[Start of Attachment]

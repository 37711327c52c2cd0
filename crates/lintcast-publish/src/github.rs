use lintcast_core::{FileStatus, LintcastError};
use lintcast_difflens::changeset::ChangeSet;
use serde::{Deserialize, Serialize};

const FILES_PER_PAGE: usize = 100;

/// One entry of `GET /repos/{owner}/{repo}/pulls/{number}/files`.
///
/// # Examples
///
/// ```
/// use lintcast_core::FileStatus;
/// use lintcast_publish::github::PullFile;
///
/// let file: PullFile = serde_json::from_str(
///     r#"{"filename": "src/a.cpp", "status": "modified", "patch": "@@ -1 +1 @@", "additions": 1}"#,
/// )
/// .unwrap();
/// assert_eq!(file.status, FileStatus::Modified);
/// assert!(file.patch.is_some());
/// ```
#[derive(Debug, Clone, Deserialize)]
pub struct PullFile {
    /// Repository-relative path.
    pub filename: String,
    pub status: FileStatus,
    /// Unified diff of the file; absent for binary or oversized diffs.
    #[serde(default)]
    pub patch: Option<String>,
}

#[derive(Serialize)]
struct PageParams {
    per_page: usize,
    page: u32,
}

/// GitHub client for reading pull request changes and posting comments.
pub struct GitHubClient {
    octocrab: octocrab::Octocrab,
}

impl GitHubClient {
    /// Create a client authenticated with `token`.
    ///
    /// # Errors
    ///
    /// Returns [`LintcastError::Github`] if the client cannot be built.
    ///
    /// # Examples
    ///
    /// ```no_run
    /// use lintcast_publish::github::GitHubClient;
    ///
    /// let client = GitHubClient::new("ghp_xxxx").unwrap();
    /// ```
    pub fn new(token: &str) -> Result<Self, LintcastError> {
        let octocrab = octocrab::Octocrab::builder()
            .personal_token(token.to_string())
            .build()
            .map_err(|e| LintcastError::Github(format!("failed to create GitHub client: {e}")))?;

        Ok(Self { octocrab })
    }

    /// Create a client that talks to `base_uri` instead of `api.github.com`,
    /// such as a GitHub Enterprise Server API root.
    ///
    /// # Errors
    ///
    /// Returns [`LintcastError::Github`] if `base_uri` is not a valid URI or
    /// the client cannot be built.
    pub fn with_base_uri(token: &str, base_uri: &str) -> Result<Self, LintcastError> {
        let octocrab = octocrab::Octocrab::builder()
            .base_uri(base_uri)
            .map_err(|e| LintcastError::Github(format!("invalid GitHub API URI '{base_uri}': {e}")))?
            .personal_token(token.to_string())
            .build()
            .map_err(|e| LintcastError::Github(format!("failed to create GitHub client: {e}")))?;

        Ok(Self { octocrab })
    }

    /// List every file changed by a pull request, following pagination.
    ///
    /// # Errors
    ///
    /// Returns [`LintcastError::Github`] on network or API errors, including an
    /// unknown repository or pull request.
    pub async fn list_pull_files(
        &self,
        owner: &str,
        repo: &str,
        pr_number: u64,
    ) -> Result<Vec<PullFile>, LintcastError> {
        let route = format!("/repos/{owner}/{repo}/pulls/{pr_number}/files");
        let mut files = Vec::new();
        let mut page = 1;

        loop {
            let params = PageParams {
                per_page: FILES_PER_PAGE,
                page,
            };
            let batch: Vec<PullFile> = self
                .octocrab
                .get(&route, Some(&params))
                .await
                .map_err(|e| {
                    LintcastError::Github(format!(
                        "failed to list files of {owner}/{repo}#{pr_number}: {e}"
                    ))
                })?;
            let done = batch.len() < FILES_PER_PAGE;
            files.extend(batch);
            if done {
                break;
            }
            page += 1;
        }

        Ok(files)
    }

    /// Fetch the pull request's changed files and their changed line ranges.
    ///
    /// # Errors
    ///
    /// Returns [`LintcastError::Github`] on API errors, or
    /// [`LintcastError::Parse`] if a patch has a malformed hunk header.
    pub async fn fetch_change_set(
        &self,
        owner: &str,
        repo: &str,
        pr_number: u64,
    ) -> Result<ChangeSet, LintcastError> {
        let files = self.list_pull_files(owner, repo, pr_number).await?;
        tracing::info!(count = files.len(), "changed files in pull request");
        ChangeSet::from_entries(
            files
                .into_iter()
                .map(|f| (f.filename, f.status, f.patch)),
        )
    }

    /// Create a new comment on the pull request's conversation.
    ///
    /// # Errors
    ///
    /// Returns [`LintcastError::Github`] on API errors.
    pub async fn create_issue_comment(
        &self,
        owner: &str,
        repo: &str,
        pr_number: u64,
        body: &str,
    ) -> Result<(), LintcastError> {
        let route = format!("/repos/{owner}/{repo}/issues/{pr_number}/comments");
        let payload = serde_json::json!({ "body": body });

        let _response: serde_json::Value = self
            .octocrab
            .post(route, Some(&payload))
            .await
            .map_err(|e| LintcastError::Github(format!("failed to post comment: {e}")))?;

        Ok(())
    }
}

[End of Attachment]
[Start of Attachment]

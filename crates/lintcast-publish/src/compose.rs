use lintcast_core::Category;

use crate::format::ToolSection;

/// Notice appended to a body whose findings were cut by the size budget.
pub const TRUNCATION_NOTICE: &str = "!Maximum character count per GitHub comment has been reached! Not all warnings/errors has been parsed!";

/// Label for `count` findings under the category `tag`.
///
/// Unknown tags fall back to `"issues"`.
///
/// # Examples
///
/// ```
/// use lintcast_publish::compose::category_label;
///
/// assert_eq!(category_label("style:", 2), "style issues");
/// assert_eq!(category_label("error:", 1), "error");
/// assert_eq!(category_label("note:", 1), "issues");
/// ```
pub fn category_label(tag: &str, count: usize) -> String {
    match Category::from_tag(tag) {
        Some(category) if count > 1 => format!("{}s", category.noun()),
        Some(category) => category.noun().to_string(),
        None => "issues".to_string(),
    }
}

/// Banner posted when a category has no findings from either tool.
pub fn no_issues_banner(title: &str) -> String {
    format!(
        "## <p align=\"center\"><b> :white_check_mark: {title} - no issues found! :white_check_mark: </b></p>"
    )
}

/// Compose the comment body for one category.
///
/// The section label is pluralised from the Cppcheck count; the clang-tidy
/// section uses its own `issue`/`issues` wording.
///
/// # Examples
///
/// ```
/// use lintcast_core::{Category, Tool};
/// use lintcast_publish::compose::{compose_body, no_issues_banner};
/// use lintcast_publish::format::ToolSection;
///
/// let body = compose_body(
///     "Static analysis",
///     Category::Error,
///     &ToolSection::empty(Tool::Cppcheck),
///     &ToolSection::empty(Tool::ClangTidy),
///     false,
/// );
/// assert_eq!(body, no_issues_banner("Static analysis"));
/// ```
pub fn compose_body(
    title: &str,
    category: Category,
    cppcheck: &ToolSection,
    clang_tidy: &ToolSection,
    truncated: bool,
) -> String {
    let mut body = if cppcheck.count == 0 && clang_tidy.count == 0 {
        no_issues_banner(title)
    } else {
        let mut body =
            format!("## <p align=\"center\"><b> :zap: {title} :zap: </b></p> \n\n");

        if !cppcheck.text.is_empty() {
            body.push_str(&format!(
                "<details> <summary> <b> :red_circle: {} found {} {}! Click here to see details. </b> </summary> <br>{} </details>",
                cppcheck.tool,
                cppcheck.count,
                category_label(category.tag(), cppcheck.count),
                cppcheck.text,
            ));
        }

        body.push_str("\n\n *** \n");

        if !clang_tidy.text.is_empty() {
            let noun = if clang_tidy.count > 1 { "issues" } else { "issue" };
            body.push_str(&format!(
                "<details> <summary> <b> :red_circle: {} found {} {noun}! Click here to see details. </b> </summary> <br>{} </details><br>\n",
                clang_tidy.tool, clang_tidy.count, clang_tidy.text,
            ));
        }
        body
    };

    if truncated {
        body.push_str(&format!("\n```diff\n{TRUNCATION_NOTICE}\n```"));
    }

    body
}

[End of Attachment]
[Start of Attachment]

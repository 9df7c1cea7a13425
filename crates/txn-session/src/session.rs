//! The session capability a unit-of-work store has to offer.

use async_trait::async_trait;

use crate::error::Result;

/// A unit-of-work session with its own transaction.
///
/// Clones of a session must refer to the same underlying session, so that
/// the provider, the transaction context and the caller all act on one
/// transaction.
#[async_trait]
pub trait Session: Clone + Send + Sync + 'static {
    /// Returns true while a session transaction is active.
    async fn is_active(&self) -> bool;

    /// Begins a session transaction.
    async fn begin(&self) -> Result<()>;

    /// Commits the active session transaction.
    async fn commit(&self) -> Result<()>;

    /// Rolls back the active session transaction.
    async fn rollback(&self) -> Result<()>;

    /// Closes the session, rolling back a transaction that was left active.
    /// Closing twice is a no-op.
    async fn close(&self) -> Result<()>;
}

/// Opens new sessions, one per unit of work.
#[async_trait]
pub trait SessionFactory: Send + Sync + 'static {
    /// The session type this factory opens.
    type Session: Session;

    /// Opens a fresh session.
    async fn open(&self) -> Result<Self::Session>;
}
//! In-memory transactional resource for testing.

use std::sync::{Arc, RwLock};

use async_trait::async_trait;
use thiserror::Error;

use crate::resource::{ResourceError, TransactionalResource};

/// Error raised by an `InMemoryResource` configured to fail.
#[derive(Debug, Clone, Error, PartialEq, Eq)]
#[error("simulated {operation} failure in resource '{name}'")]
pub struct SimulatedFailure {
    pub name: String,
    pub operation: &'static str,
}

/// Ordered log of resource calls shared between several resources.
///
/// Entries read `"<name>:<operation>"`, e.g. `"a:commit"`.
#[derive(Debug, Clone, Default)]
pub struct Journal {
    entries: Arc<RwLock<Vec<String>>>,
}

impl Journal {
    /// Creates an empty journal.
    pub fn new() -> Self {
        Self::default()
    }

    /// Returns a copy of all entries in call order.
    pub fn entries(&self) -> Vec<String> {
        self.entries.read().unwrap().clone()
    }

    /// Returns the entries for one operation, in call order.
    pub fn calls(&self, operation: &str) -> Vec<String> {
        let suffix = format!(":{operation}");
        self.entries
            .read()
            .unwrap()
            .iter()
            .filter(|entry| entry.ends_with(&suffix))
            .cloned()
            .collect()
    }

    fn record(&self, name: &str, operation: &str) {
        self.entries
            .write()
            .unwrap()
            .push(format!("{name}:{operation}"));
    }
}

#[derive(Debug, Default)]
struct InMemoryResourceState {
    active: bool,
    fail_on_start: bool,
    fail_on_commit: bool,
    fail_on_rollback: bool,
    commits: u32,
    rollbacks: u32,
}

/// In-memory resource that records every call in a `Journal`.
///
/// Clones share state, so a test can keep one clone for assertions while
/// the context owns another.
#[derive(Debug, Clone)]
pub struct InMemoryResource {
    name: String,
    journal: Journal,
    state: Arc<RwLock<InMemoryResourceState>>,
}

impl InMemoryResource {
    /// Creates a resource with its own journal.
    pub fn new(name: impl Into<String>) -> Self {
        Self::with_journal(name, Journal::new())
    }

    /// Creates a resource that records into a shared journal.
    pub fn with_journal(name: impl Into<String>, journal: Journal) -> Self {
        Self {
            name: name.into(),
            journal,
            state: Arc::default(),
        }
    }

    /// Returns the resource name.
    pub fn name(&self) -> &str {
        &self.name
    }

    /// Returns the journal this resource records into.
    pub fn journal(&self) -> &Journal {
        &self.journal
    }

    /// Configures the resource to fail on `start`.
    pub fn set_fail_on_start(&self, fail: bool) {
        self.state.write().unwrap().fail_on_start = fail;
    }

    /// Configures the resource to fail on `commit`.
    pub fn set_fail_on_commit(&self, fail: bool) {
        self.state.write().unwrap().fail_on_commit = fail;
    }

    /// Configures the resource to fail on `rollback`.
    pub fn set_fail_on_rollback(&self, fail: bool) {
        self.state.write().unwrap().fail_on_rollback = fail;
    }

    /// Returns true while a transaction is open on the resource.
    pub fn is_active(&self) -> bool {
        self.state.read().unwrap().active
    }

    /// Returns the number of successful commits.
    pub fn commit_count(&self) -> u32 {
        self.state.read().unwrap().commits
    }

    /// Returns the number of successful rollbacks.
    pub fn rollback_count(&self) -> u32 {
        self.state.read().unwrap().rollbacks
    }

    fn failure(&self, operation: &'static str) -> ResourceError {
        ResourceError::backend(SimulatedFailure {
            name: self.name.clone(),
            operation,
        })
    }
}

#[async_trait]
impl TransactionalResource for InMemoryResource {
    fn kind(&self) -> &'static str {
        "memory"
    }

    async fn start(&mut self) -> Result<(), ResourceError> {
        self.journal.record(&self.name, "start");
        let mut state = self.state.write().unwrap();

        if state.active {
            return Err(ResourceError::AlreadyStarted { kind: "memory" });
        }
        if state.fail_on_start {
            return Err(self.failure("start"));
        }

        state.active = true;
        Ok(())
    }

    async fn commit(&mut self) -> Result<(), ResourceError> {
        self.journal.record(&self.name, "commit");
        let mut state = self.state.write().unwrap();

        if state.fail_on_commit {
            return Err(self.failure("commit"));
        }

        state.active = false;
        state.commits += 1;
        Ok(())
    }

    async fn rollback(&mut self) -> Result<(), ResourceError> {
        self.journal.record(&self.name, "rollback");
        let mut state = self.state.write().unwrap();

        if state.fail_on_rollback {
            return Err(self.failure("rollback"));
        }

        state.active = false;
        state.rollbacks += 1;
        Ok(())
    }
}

[End of Attachment]

- [Exercise prompt]
Which of the lines above contain "shared"? Return them all.

- [Response below]
/// Ordered log of resource calls shared between several resources.
    /// Creates a resource that records into a shared journal.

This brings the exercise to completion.